To not look closely at Mr. Lugar's tenure would be like claiming a Super Bowl victory only after ignoring a goal-line flag in the 1st quarter, backed-up by multiple replays.
Mr. Lugar's ascendency from 1967-1976 has so many red flags one might think one had found one's way into a Communist Party meeting (I am, of course, attempting over-the-top irony). Lugar went from School Board President to Senator in 9 meteoric years (if one forgets the IPD corruption scandals, repeated, year-in and year-out raids on his mentor's friends' gambling joints, and a few other dicey matters).
Mr. Lugar's sponsorship by corrupt Republican Party leaders like the "look-but-don't-touch" L. Keith Bulen (i.e., Bulen's life-long affair with Indianapolis illicit gambling, strip clubs and under-the-table money) and the morally shaky former City-Council President Beurt SerVaas (supporter of Apartheid South Africa; likely profiteer from those who put Mandella in jail for 30 years; salesman of parts for W.M.D to Iraq (and hauled before Congress to account for it); sponsor of break-ins, bugs and death-by-a-thousand cuts rumors about Hoosier politicians via International Investigators, Inc.))--astounds.
With friends like these, Mr. Lugar might never have worried about political enemies--except in the Replay.
Utilizing over two dozen sources, from Republican stalwart State Senator Larry Borst to corruption watch-dog and Pulitzer Prize-winning reporter Dick Cady, I've attempted to reconstruct Senator Lugar's first quarter. One will not like the seediness, the widespread corruption, or how Mr. Lugar wavered on battling it. One might marvel at how he survived after losing his first Senate bid in 1974 (still working on that story).
No matter what, Mr. Lugar has become one of Indiana's greatest leaders. That should make it easier, not more difficult to look back on how it began. One can argue about whether or not Democrats in power would have been less corrupt, but Unigov pretty much nixed that fantasy game. One can argue that Mr. Lugar is not like those who launched his career, and one may be right.
But the conversation about Mr. Lugar demands we at least have some facts at hand (and I hope I do). I (blushingly) am plugging "Hoosier Hysteria: A Day at the Races," found at the following link:
http://ideaswithoutideology.blogspot.com/2012/01/hoosier-hysteria-day-at-races.html
John Michael Vore
(Part 2) Again, one argues from what's real, not what's imagined. In a democracy, one does not have to be an angel to criticize political figures, i.e., I have shared some of the propensities of Mr. Bulen (with the exception of gambling, and with a gay spin).
On Facebook, I have railed against Mr. SerVaas's pompous, CIA-littered airs--though I have used various not-upfront means to go after sacred cows (as a writer), sexual predators and illicit drug networks.

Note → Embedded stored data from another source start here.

//! # Vocabulary
//!
//! This module provides the frozen, corpus-derived vocabularies.
//!
//! ## Character Vocabulary
//!
//! Character sets and word-length bounds for sizing model alphabets and
//! padded sequence buffers are provided by:
//! * [`CharVocab`].
//!
//! ## Tag Vocabulary
//!
//! The `(tag-key, sorted values)` layout that fixes the tag-vector format,
//! and the encoding operation over it, are provided by:
//! * [`TagVocab`].
//!
//! ## Dataset Vocabulary
//!
//! The primary user-oriented vocabulary is [`DatasetVocab`], which contains:
//! * `char_vocab` - a [`CharVocab`] over all word forms,
//! * `tag_vocab` - a [`TagVocab`] over all tag maps.
//!
//! All vocabularies are built exactly once, by a pure function of the record
//! multiset, and are immutable afterwards. Rebuilding over a different corpus
//! yields a different layout, invalidating previously produced vectors.

pub mod char_vocab;
pub mod dataset_vocab;
pub mod tag_vocab;
pub mod vocab_types;

#[doc(inline)]
pub use char_vocab::CharVocab;
#[doc(inline)]
pub use dataset_vocab::DatasetVocab;
#[doc(inline)]
pub use tag_vocab::TagVocab;
#[doc(inline)]
pub use vocab_types::{CharIndexMap, TagIndexMap, TagValueIndexMap, TagValueLayout};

Just once, I wrote on FB, I'd like to hear those who trumpet their CIA/OSS experience--as does Mr. SerVaas in his Indianapolis Public Schools "hero" bio--to underscore taking down a sexual predator, a priest or coach who molests kids. To go after a bank which screws over its customers, or a company which sells bad drugs.
Just once, Mr. Servaas, et. al…might you use your spook skills to help everyday folks, rather than clients in office?
Why is it folks like Mr. SerVaas always seem to be supportive of amoral, central-controlled governments (or governing tactics), while claiming to be an anti-communist, moral Republican?
By the way, I misspelled Nelson Mandela's name; it should be as it is here: with 1 "l."
It amazed me that Tully says he had to think awhile before writing this. He must be wading in shallow waters because he chose the long hanging rhetoric fruit instead of policy issues, plus the fact that any tea partier who dares questions Lugar is told to 'get real' by Lugar. Not exactly an endearing comment to fellow citizens who may have once voted for the guy. I'd like to see Tully bring some meat to the bones; not just play with the skeleton.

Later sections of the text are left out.